Discussion in 'Writers' Workshop' started by Rockbottom, Sep 1, 2009.

  1. Rockbottom

    Rockbottom Active Member

    But the Lord said to Samuel, “Do not consider his appearance or his height, for I have rejected him. The Lord does not look at the things man looks at. Man looks at the outward appearance, but the Lord looks at the heart.” – 1 Samuel, 16:7, The Bible, King James Version
    – – –
    It is a blip of a town, really. A hiccup with one blinking-yellow light, we are told, just a tap of the brakes before moving along.
    There is nothing special here. Nothing unique. It is one of a million tiny towns that make up the fabric of a state, a region, a nation.
    But wait, there might be something here after all, something special. Yes, a couple miles before the blinking light on dusty State Road 10 in Marengo County – where simple dreams and long-forgotten sharecropping strands outnumber the meager, dwindling population – there is a sign.
    The sign is remarkable, of course, because it signals perhaps the one and only thing the folks of Sweet Water – population 234 – are exceptional at.
    It reads, simply, this: Sweet Water High School, Class 1A state football champions, 1978, 1979, 1982, 1986, 2004, 2006, 2007, 2008.

    Victory Field

    Carved out of the side of a healthy stand of century-old pine and oak trees is a 120-yard swath of green Bermuda grass, the canvas that makes Sweet Water stand out from the rest of the towns in Alabama.
    Offically Nolan Atkins Stadium at Victory Field, this is Sweet Water’s home turf. It is an intimate stadium, with four light standards that have just enough bulbs to make night games visible and purple-and-gold pawprints marking the corner of each end zone.
    What happens here on Friday nights, though, is the real magic. This is where Stacy Luker gathers a few handfuls of teenage boys culled from the surrounding farming and milling families to create a yearly high school football dominance few have seen.\
    The numbers are staggering: Eight state titles, 19 region crowns, and a recent 38-game winning streak that was broken only when three-time 2A champ Leroy came here and clipped Sweet Water by a touchdown. That all from a high school with just 118 students.
    “ ,” says Luker, who has guided the Bulldogs to four of those eight Class 1A state championships.
    While in many respects Victory Field is similar to just about every small-town high school football stadium in the state, it does have some things that make it stand out from the crowd.
    Among them, “The Bulldog Victory Store”, a small metal building in the southeast corner that stocks all manner of Sweet Water-wear. Naturally, last Friday’s 2009 season opener against nearby rival Thomasville, business was booming at the Victory Store – helped no doubt by the new arrival of 2008 State Championship T-shirts, coaching shirts, clocks, bumper stickers and assorted commemorative items.
    It comes as little surprise that business was strong at the Victory Store, even as the sun still splashed across the groomed turf a full two hours before kickoff. Despite a miniscule population, Victory Field was already swarming with fans awaiting the 7 p.m. kickoff.

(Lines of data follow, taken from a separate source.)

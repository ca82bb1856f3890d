//! Token-based [`IdentityProvider`] over the `users` table.
//!
//! Tokens are opaque random strings handed out when a user is added; there
//! is no login flow here.

use chrono::Utc;
use rusqlite::OptionalExtension as _;
use uuid::Uuid;
use yacoid_core::identity::{Identity, IdentityProvider, User};

use crate::{
  Result, SqliteStore,
  encode::{RawUser, encode_dt, encode_uuid},
};

impl SqliteStore {
  /// Register a user and return it together with its freshly minted auth
  /// token.
  pub async fn add_user(&self, name: &str, is_admin: bool) -> Result<(User, String)> {
    let user = User {
      user_id: Uuid::new_v4(),
      name: name.trim().to_owned(),
      is_admin,
      created_at: Utc::now(),
    };
    let token = format!("{}{}", Uuid::new_v4().simple(), Uuid::new_v4().simple());

    let id_str = encode_uuid(user.user_id);
    let at_str = encode_dt(user.created_at);
    let name = user.name.clone();
    let token_str = token.clone();

    self
      .conn
      .call(move |conn| {
        conn.execute(
          "INSERT INTO users (user_id, name, is_admin, auth_token, created_at)
           VALUES (?1, ?2, ?3, ?4, ?5)",
          rusqlite::params![id_str, name, is_admin, token_str, at_str],
        )?;
        Ok(())
      })
      .await?;

    tracing::info!(user_id = %user.user_id, is_admin, "user added");
    Ok((user, token))
  }

  /// Look up the user holding `token`.
  pub async fn user_by_token(&self, token: &str) -> Result<Option<User>> {
    let token = token.to_owned();

    let raw: Option<RawUser> = self
      .conn
      .call(move |conn| {
        Ok(
          conn
            .query_row(
              "SELECT user_id, name, is_admin, created_at FROM users WHERE auth_token = ?1",
              rusqlite::params![token],
              |row| {
                Ok(RawUser {
                  user_id:    row.get(0)?,
                  name:       row.get(1)?,
                  is_admin:   row.get(2)?,
                  created_at: row.get(3)?,
                })
              },
            )
            .optional()?,
        )
      })
      .await?;

    raw.map(RawUser::into_user).transpose()
  }
}

impl IdentityProvider for SqliteStore {
  type Error = crate::Error;

  async fn resolve(&self, token: &str) -> Result<Option<Identity>> {
    Ok(self.user_by_token(token).await?.map(|u| u.identity()))
  }
}
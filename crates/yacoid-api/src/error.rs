//! API error type and [`axum::response::IntoResponse`] implementation.
//!
//! Every failure leaves the API as `{"error": CODE, "message": text}`, where
//! `CODE` is the stable [`ErrorKind`] string.

use axum::{
  Json,
  extract::rejection::{JsonRejection, PathRejection, QueryRejection},
  http::StatusCode,
  response::{IntoResponse, Response},
};
use serde_json::json;
use thiserror::Error;
use yacoid_core::{Error, ErrorKind};

/// An error returned by an API handler.
#[derive(Debug, Error)]
pub enum ApiError {
  #[error(transparent)]
  Domain(#[from] Error),

  /// The request could not be decoded into the handler's input type.
  #[error("malformed request: {0}")]
  Malformed(String),
}

impl ApiError {
  pub fn kind(&self) -> ErrorKind {
    match self {
      ApiError::Domain(e) => e.kind(),
      ApiError::Malformed(_) => ErrorKind::InvalidInput,
    }
  }
}

/// HTTP status for each error kind.
pub fn status_for(kind: ErrorKind) -> StatusCode {
  match kind {
    ErrorKind::InvalidInput => StatusCode::BAD_REQUEST,
    ErrorKind::UserNotFound => StatusCode::UNAUTHORIZED,
    ErrorKind::DefinitionNotFound
    | ErrorKind::SourceNotFound
    | ErrorKind::AuthorNotFound => StatusCode::NOT_FOUND,
    ErrorKind::NotEnoughPermissions | ErrorKind::BelongsToAnotherUser => StatusCode::FORBIDDEN,
    ErrorKind::AlreadyApproved | ErrorKind::RejectionNotAnsweredYet => StatusCode::CONFLICT,
    ErrorKind::StoreError => StatusCode::INTERNAL_SERVER_ERROR,
  }
}

impl IntoResponse for ApiError {
  fn into_response(self) -> Response {
    let kind = self.kind();
    let status = status_for(kind);
    if status.is_server_error() {
      tracing::error!(error = %self, "request failed");
    } else {
      tracing::debug!(code = kind.code(), error = %self, "request refused");
    }
    (status, Json(json!({ "error": kind.code(), "message": self.to_string() }))).into_response()
  }
}

impl From<JsonRejection> for ApiError {
  fn from(r: JsonRejection) -> Self { ApiError::Malformed(r.body_text()) }
}

impl From<QueryRejection> for ApiError {
  fn from(r: QueryRejection) -> Self { ApiError::Malformed(r.body_text()) }
}

impl From<PathRejection> for ApiError {
  fn from(r: PathRejection) -> Self { ApiError::Malformed(r.body_text()) }
}

#[cfg(test)]
mod tests {
  use super::*;

  #[test]
  fn transition_refusals_are_client_errors() {
    for kind in [
      ErrorKind::InvalidInput,
      ErrorKind::UserNotFound,
      ErrorKind::DefinitionNotFound,
      ErrorKind::NotEnoughPermissions,
      ErrorKind::BelongsToAnotherUser,
      ErrorKind::AlreadyApproved,
      ErrorKind::RejectionNotAnsweredYet,
    ] {
      assert!(status_for(kind).is_client_error(), "{kind}");
    }
    assert_eq!(status_for(ErrorKind::StoreError), StatusCode::INTERNAL_SERVER_ERROR);
  }

  #[test]
  fn malformed_requests_report_invalid_input() {
    let err = ApiError::Malformed("expected a number".into());
    assert_eq!(err.kind(), ErrorKind::InvalidInput);
    assert_eq!(status_for(err.kind()), StatusCode::BAD_REQUEST);
  }
}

    Come early, come every night

    Part of Sweet Water’s unique charm is that the bleachers at Nolan Atkins Stadium are just one option – and not even the most popular – to watch the Bulldogs spank their opponents with regularity.
    The chain-link fence that surrounds Victory Field itself is an even more popular destination, so much so that fans cling three- and four-deep to it once kickoff is at hand.
    But not everyone is leaning against the fence itself. In the northwest corner, a couple yards from the scoreboard (which recently needed a second row of signage underneath to accommodate the 2008 state title), sits Leigh Thompson and her family in collapsible chair.
    The 1987 Sweet Water graduate hasn’t been here since the stadium opened at 5 p.m., instead dispatching her daughter, a junior at the school, to sit out the family’s chairs in their usual place minutes after the gates were unlocked.
    We have sat in the end zone here for the past five years, and I have been coming to games since before I started high school,” says Thompson while the Bulldogs’ special-teamers warm up on the turf, wearing undershirts that say ‘Full Throttle 1 SAM 16:7’ on the front and have a simple Bull’s-eye with a ‘4’ in the middle on the back.
    “I reckon the entire town is here with me every Friday night.”
    She isn’t kidding. Most every Sweet Water business shutters as home kickoffs approach, with just the GoCo open down State Road 10 in case travelers not interested in Bulldog football need to fill up.
    Thompson is decked out for the season opener, much like the rest of the Sweet Water fans, in the latest yellow-with-purple-script championship T-shirt, saying “I have four more of them from the past, including one from when I was in school, that get worn during the week.”
    Asked the secret of Sweet Water football, Thompson is quick to answer.
    “Coaching, because Coach Atkins was great, and Coach Luker played under him,” she says. “Those years in between, notice, we weren’t so good. Stacy’s dad is a deacon at our church, and his mom plays the piano. We were happy when he came back (after a five-year stint coaching at Thomasville). He was just OK when he was over there.”
    Thompson’s history at Victory Field mirrors many of the kids nearby who are engaged in spirited pickup touch-football games.
    “Momma, who is 77, was the lunchroom manager at the school and fed the boys each Friday,” Thompson says with a smile. “She would get them good and filled up before each game, and then we would come down as a family to watch them play.”

    Protect the tradition

    The Sweet Water tradition is a powerful one, no doubt. It is one that has certainly won the Bulldogs a couple games merely by blinding teams of better talent by the array of success strewn before them.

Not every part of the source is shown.